Are These Military-Grade Heated Gloves Worth $375?

Feb. 22, 2017
Whether laying down electrical lines in the frozen north or hitting the slopes in the Rockies, these robust heated gloves stand up to whatever the elements can throw at you.

Author: Matthew Kronsberg

If you’ve ever had blue fingertips freeze the fun out of a skiing or snowmobiling trip—or even just a dog walk in Central Park—these Capstone Heated gloves from Outdoor Research are a $500 $375 (on sale now!) solution. The company, founded in 1981 by physicist-turned-adventurer Ron Gregg, has become a favorite of ice climbers, backcountry skiers, and the U.S. Special Ops, thanks to its products’ legendary reliability. 

Capstone Gloves are waterproof, windproof and the heating element lasts up to 8 hr.
Photo: Outdoor Research

These gloves, though, are a step above the brand’s typical gear. Black-on-black, and with a flared gauntlet that lends them a Darth Vader-like silhouette, they come with a square rubberized button near the cuff that glows red when you press it, signaling that the battery powered heating elements embedded inside the gloves are working. Press it a second time and the button will turn yellow, lowering the heat from high to medium; press it again, to attain low heat, and it will glow green.

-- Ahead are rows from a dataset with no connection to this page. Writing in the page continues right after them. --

//! USB HID gamepad interface.

use embassy_rp::peripherals::USB;
use embassy_rp::usb::Driver;
use embassy_usb::class::hid::{HidWriter, State};
use embassy_usb::driver::EndpointError;
use embassy_usb::Builder;
use remap_core::PadReport;

/// Gamepad HID Report Descriptor.
///
/// Describes the 7-byte input report produced by
/// [`PadReport::as_bytes`]:
///
/// - 14 buttons (2 bits constant padding)
/// - 8-way hat switch with a null state (4 bits constant padding)
/// - X/Y and Z/Rz axes, unsigned 8-bit, 0x80 centered
pub const GAMEPAD_REPORT_DESCRIPTOR: &[u8] = &[
    0x05, 0x01, // Usage Page (Generic Desktop)
    0x09, 0x05, // Usage (Gamepad)
    0xA1, 0x01, // Collection (Application)
    //
    // --- Buttons (14 buttons) ---
    0x05, 0x09, //   Usage Page (Button)
    0x19, 0x01, //   Usage Minimum (Button 1)
    0x29, 0x0E, //   Usage Maximum (Button 14)
    0x15, 0x00, //   Logical Minimum (0)
    0x25, 0x01, //   Logical Maximum (1)
    0x95, 0x0E, //   Report Count (14)
    0x75, 0x01, //   Report Size (1)
    0x81, 0x02, //   Input (Data, Variable, Absolute)
    //
    // --- Padding to the byte boundary ---
    0x95, 0x02, //   Report Count (2)
    0x81, 0x03, //   Input (Constant)
    //
    // --- Hat switch (4 bits + 4 bits padding) ---
    0x05, 0x01, //   Usage Page (Generic Desktop)
    0x09, 0x39, //   Usage (Hat Switch)
    0x15, 0x00, //   Logical Minimum (0)
    0x25, 0x07, //   Logical Maximum (7)
    0x35, 0x00, //   Physical Minimum (0)
    0x46, 0x3B, 0x01, //   Physical Maximum (315)
    0x65, 0x14, //   Unit (Degrees)
    0x75, 0x04, //   Report Size (4)
    0x95, 0x01, //   Report Count (1)
    0x81, 0x42, //   Input (Data, Variable, Absolute, Null State)
    0x45, 0x00, //   Physical Maximum (0)
    0x65, 0x00, //   Unit (None)
    0x95, 0x01, //   Report Count (1)
    0x81, 0x03, //   Input (Constant)
    //
    // --- X/Y and Z/Rz axes ---
    0x09, 0x30, //   Usage (X)
    0x09, 0x31, //   Usage (Y)
    0x09, 0x32, //   Usage (Z)
    0x09, 0x35, //   Usage (Rz)
    0x15, 0x00, //   Logical Minimum (0)
    0x26, 0xFF, 0x00, //   Logical Maximum (255)
    0x75, 0x08, //   Report Size (8)
    0x95, 0x04, //   Report Count (4)
    0x81, 0x02, //   Input (Data, Variable, Absolute)
    //
    0xC0, // End Collection
];

/// USB HID gamepad output.
///
/// Wraps an embassy-usb HID writer to send pad reports.
pub struct PadWriter<'d> {
    writer: HidWriter<'d, Driver<'d, USB>, { PadReport::SIZE }>,
}

impl<'d> PadWriter<'d> {
    /// Create a new pad output from the given HID writer.
    pub fn new(writer: HidWriter<'d, Driver<'d, USB>, { PadReport::SIZE }>) -> Self {
        Self { writer }
    }

    /// Wait until the device is ready (USB enumerated).
    pub async fn wait_ready(&mut self) {
        self.writer.ready().await;
    }

    /// Send one input report.
    pub async fn send(&mut self, report: &PadReport) -> Result<(), EndpointError> {
        self.writer.write(&report.as_bytes()).await
    }
}

/// Configure the gamepad HID interface in the USB builder.
///
/// Must run before [`configure_mapping_hid`](crate::configure_mapping_hid)
/// so the gamepad lands on interface 0.
///
/// Returns the HID writer for use by the output task.
pub fn configure_gamepad_hid<'d>(
    builder: &mut Builder<'d, Driver<'d, USB>>,
    state: &'d mut State<'d>,
) -> HidWriter<'d, Driver<'d, USB>, { PadReport::SIZE }> {
    let config = embassy_usb::class::hid::Config {
        report_descriptor: GAMEPAD_REPORT_DESCRIPTOR,
        request_handler: None,
        poll_ms: 1,
        max_packet_size: 8,
        hid_subclass: embassy_usb::class::hid::HidSubclass::No,
        hid_boot_protocol: embassy_usb::class::hid::HidBootProtocol::None,
    };

    HidWriter::new(builder, state, config)
}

You should be able to get eight hours of warmth on the lowest setting and five hours on medium. If you are heli-skiing in the Rockies or snowmobiling in Alaska, and you want to keep the temperatures as high as possible, the battery charge lasts about two and a half hours. But even without the heat on, the GoreTex lining and PrimaLoft insulation—a synthetic microfiber thermal material developed for the Army—will keep your hands warm, and more important, dry. “If it’s not breathable, it just turns into a sweatbox,” said Meghan Martens, Outdoor Research’s senior product manager for gear and accessories.

Outdoor Research founder Ron Gregg is a physicist-turned-adventurer.
Photo: Outdoor Research

Even though the gloves have an electrical component, they are waterproof. It’s the result of a two-and-a-half-year development process that included extensive testing on Mount Rainier in Washington, as well as lab time with a forensic engineer, said Martens. “Being in the Northwest, we assumed that these gloves would get wet. We wanted to make sure they could withstand wetness and extreme cold and still continue to operate.” 

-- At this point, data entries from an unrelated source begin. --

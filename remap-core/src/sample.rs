//! Debounce-free snapshots of the physical switches: ButtonSet, Dpad, SwitchSample.

use mapping_proto::PhysicalButton;

/// Pressed-state of the eight mappable buttons as a bitfield.
///
/// Bit positions follow [`PhysicalButton`] indices, so bit 0 is A and
/// bit 7 is Select.
///
/// # Example
///
/// ```
/// use mapping_proto::PhysicalButton;
/// use remap_core::ButtonSet;
///
/// let mut buttons = ButtonSet::EMPTY;
/// buttons.set(PhysicalButton::A, true);
/// buttons.set(PhysicalButton::Start, true);
/// assert!(buttons.contains(PhysicalButton::A));
/// assert!(!buttons.contains(PhysicalButton::B));
/// ```
#[derive(Clone, Copy, Default, Debug, PartialEq, Eq)]
#[cfg_attr(feature = "defmt", derive(defmt::Format))]
pub struct ButtonSet(pub u8);

impl ButtonSet {
    /// No buttons pressed.
    pub const EMPTY: Self = Self(0);

    /// Check if the given button is pressed.
    #[inline]
    #[must_use]
    pub const fn contains(self, button: PhysicalButton) -> bool {
        (self.0 >> button.index()) & 1 != 0
    }

    /// Press or release a button.
    #[inline]
    pub fn set(&mut self, button: PhysicalButton, pressed: bool) {
        if pressed {
            self.0 |= 1 << button.index();
        } else {
            self.0 &= !(1 << button.index());
        }
    }

    /// Get the raw u8 value.
    #[inline]
    #[must_use]
    pub const fn raw(self) -> u8 {
        self.0
    }

    /// Check if no buttons are pressed.
    #[inline]
    #[must_use]
    pub const fn is_empty(self) -> bool {
        self.0 == 0
    }
}

/// Pressed-state of the four directional switches.
///
/// The pad is mechanical, so opposing directions can be held at once;
/// translation resolves those conflicts, not sampling.
#[derive(Clone, Copy, Default, Debug, PartialEq, Eq)]
#[cfg_attr(feature = "defmt", derive(defmt::Format))]
pub struct Dpad {
    pub up: bool,
    pub down: bool,
    pub left: bool,
    pub right: bool,
}

impl Dpad {
    /// No direction held.
    pub const RELEASED: Self = Self {
        up: false,
        down: false,
        left: false,
        right: false,
    };

    /// Check if any direction is held.
    #[inline]
    #[must_use]
    pub const fn any(self) -> bool {
        self.up || self.down || self.left || self.right
    }
}

/// One polling-cycle snapshot of every physical switch.
#[derive(Clone, Copy, Default, Debug, PartialEq, Eq)]
#[cfg_attr(feature = "defmt", derive(defmt::Format))]
pub struct SwitchSample {
    pub buttons: ButtonSet,
    pub dpad: Dpad,
}

impl SwitchSample {
    /// Nothing pressed.
    pub const RELEASED: Self = Self {
        buttons: ButtonSet::EMPTY,
        dpad: Dpad::RELEASED,
    };

    /// Check if both buttons of a gesture combo are held this cycle.
    #[inline]
    #[must_use]
    pub const fn combo_held(&self, a: PhysicalButton, b: PhysicalButton) -> bool {
        self.buttons.contains(a) && self.buttons.contains(b)
    }
}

A fully loaded glove weighs in at just over 12 ounces, with nearly half coming from a pair of removable, rechargeable lithium-ion batteries that zip into pouches above and below the wrists, or about the sample where you would check your watch. If you find this an uncomfortable amount of weight, you can run each glove on one battery, which reduces the heating times, though not the temperatures.

Because those temperature demands are highly subjective, I tried them out for about an hour’s hike up Mount Washington in New Hampshire. In sub-zero temperatures and gale-force winds, they easily kept my hands warm on medium heat. Even better, when I set the gloves to their highest setting the heat was still gentle, diffuse, and enveloping. The company’s research focused on directing the heat toward your arteries.

If the prospect of spending $375-500 to heat up your cold hands gives you cold feet, consider this: Even with the electrical component, the gloves come with a lifetime warranty.